Re: [PATCH v2 0/2] venus driver fixes to avoid possible OOB read access

Vikash Garodia <quic_vgarodia@xxxxxxxxxxx> · Mon, 3 Mar 2025 20:31:06 +0530



On 3/3/2025 8:26 PM, Bryan O'Donoghue wrote:
> On 03/03/2025 13:12, Vikash Garodia wrote:
>>
>> On 3/2/2025 9:26 PM, Bryan O'Donoghue wrote:
>>> On 02/03/2025 11:58, Vedang Nagar wrote:
>>>>>
>>>>> The basic question : what is the lifetime of the data from RX interrupt to
>>>>> consumption by another system agent, DSP, userspace, whatever ?

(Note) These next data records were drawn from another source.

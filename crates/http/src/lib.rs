//! HTTP server facade with Axum, error handling, and OpenAPI support.

use anyhow::Context;
use axum::{routing::get, Router};

use library_kernel::{settings::Settings, ModuleRegistry};

pub mod error;
pub mod router;

use router::RouterBuilder;

/// Serve the HTTP API until `shutdown` resolves
pub async fn start_server<F>(
    registry: &ModuleRegistry,
    settings: &Settings,
    shutdown: F,
) -> anyhow::Result<()>
where
    F: std::future::Future<Output = ()> + Send + 'static,
{
    let app = build_router(registry, settings);

    let address = format!("{}:{}", settings.server.host, settings.server.port);
    let listener = tokio::net::TcpListener::bind(&address)
        .await
        .with_context(|| format!("failed to bind to {}", address))?;

    tracing::info!("HTTP server listening on http://{}", address);

    axum::serve(listener, app)
        .with_graceful_shutdown(shutdown)
        .await
        .context("HTTP server failed")?;

    tracing::info!("HTTP server stopped");
    Ok(())
}

/// Build the main HTTP router with all module routes mounted
pub fn build_router(registry: &ModuleRegistry, settings: &Settings) -> Router {
    let mut router_builder = RouterBuilder::new().route("/healthz", get(health_check));

    for module in registry.modules() {
        let module_name = module.name();
        tracing::info!(
            module = module_name,
            "mounting module routes under /api/{}",
            module_name
        );
        router_builder = router_builder.mount_module(module_name, module.routes());
    }

    router_builder
        .with_openapi(registry)
        .with_timeout(settings.server.request_timeout_ms)
        .with_cors()
        .with_request_id()
        .with_tracing()
        .build()
}

/// Resolves on Ctrl-C or, on unix, SIGTERM
pub async fn shutdown_signal() {
    let ctrl_c = async {
        if let Err(e) = tokio::signal::ctrl_c().await {
            tracing::error!(error = %e, "failed to listen for ctrl-c");
            std::future::pending::<()>().await;
        }
    };

    #[cfg(unix)]
    let terminate = async {
        match tokio::signal::unix::signal(tokio::signal::unix::SignalKind::terminate()) {
            Ok(mut signal) => {
                signal.recv().await;
            }
            Err(e) => {
                tracing::error!(error = %e, "failed to listen for SIGTERM");
                std::future::pending::<()>().await;
            }
        }
    };

    #[cfg(not(unix))]
    let terminate = std::future::pending::<()>();

    tokio::select! {
        _ = ctrl_c => {},
        _ = terminate => {},
    }

    tracing::info!("shutdown signal received");
}

/// Health check endpoint
async fn health_check() -> &'static str {
    "ok"
}
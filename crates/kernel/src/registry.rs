use anyhow::Context;
use std::sync::Arc;

use crate::module::{InitCtx, Migration, Module};

/// Core module lifecycle order. The HTTP server is started separately once
/// every module has been initialized and started.
const CORE_MODULE_ORDER: &[&str] = &["db"];

/// Module registry for managing module lifecycle with core/custom separation
pub struct ModuleRegistry {
    core_modules: Vec<Arc<dyn Module>>,
    custom_modules: Vec<Arc<dyn Module>>,
}

impl ModuleRegistry {
    /// Create a new module registry
    pub fn new() -> Self {
        Self {
            core_modules: Vec::new(),
            custom_modules: Vec::new(),
        }
    }

    /// Register a core module with the registry
    pub fn register_core(&mut self, module: Arc<dyn Module>) {
        self.core_modules.push(module);
    }

    /// Register a custom module with the registry
    pub fn register_custom(&mut self, module: Arc<dyn Module>) {
        self.custom_modules.push(module);
    }

    /// Get all registered modules (core + custom)
    pub fn modules(&self) -> Vec<&Arc<dyn Module>> {
        self.core_modules
            .iter()
            .chain(self.custom_modules.iter())
            .collect()
    }

    /// Core modules in lifecycle order; unknown core modules are skipped.
    fn ordered_core(&self) -> impl DoubleEndedIterator<Item = &Arc<dyn Module>> + '_ {
        CORE_MODULE_ORDER
            .iter()
            .filter_map(|&name| self.core_modules.iter().find(|m| m.name() == name))
    }

    /// Initialize core modules, then custom modules
    pub async fn init_all(&self, ctx: &InitCtx<'_>) -> anyhow::Result<()> {
        tracing::info!(
            "initializing core modules in order: {:?}",
            CORE_MODULE_ORDER
        );
        for module in self.ordered_core() {
            tracing::info!(module = module.name(), "initializing core module");
            module.init(ctx).await.with_context(|| {
                format!("failed to initialize core module '{}'", module.name())
            })?;
        }

        tracing::info!("initializing {} custom modules", self.custom_modules.len());
        for module in &self.custom_modules {
            tracing::info!(module = module.name(), "initializing custom module");
            module.init(ctx).await.with_context(|| {
                format!("failed to initialize custom module '{}'", module.name())
            })?;
        }

        Ok(())
    }

    /// Start core modules, then custom modules
    pub async fn start_all(&self, ctx: &InitCtx<'_>) -> anyhow::Result<()> {
        for module in self.ordered_core() {
            tracing::info!(module = module.name(), "starting core module");
            module
                .start(ctx)
                .await
                .with_context(|| format!("failed to start core module '{}'", module.name()))?;
        }

        for module in &self.custom_modules {
            tracing::info!(module = module.name(), "starting custom module");
            module
                .start(ctx)
                .await
                .with_context(|| format!("failed to start custom module '{}'", module.name()))?;
        }

        Ok(())
    }

    /// Stop custom modules first (reverse registration order), then core modules
    /// in reverse lifecycle order
    pub async fn stop_all(&self) -> anyhow::Result<()> {
        tracing::info!("stopping {} custom modules", self.custom_modules.len());
        for module in self.custom_modules.iter().rev() {
            tracing::info!(module = module.name(), "stopping custom module");
            module
                .stop()
                .await
                .with_context(|| format!("failed to stop custom module '{}'", module.name()))?;
        }

        for module in self.ordered_core().rev() {
            tracing::info!(module = module.name(), "stopping core module");
            module
                .stop()
                .await
                .with_context(|| format!("failed to stop core module '{}'", module.name()))?;
        }

        Ok(())
    }

    /// Collect all migrations from all modules, keyed by module name
    pub fn collect_migrations(&self) -> Vec<(String, Migration)> {
        let mut migrations: Vec<(String, Migration)> = self
            .modules()
            .into_iter()
            .flat_map(|module| {
                module
                    .migrations()
                    .into_iter()
                    .map(move |migration| (module.name().to_string(), migration))
            })
            .collect();

        // Sort by module name and migration ID for deterministic ordering
        migrations.sort_by(|a, b| a.0.cmp(&b.0).then_with(|| a.1.id.cmp(b.1.id)));

        migrations
    }
}

impl Default for ModuleRegistry {
    fn default() -> Self {
        Self::new()
    }
}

>>>> As mentioned in [1], With the regular firmware, after RX interrupt the data
>>>> can be considered as valid until next interrupt is raised, but with the rouge
>>>> firmware, data can get invalid during the second read and our intention is to
>>>> avoid out of bound access read because of such issues.
>>>
>>> This is definitely the part I don't compute.
>>>
>>> 1. RX interrupt
>>> 2. Frame#0 Some amount of time data is always valid
>> This is not correct. Its not the amount of time which determines the validity of
>> the data, its the possibility of rogue firmware which, if incase, puts up the
>> date in shared queue, would always be invalid, irrespective of time.
>>
>>> 3. RX interrupt - new data
>>> 4. Frame#1 new data delivered into a buffer
>>>
>>> Are you describing a case between RX interrupts 1-3 or a case after 1-4?
>>>
>>> Why do we need to write code for rouge firmware anyway ?
>> It is a way to prevent any possibility of OOB, similar to how any API does check
>> for validity of any arguments passed to it, prior to processing.
>>>
>>> And the real question - if the data can be invalidated in the 1-3 window above
>>> when is the safe time to snapshot that data ?
>>>
>>> We seem to have alot of submissions to deal with 'rouge' firmware without I
>>> think properly describing the problem of the _expected_ data lifetime.
>>>
>>> So
>>>
>>> a) What is the expected data lifetime of an RX buffer between one
>>>     RX IRQ and the next ?
>>>     I hope the answer to this is - APSS owns the buffer.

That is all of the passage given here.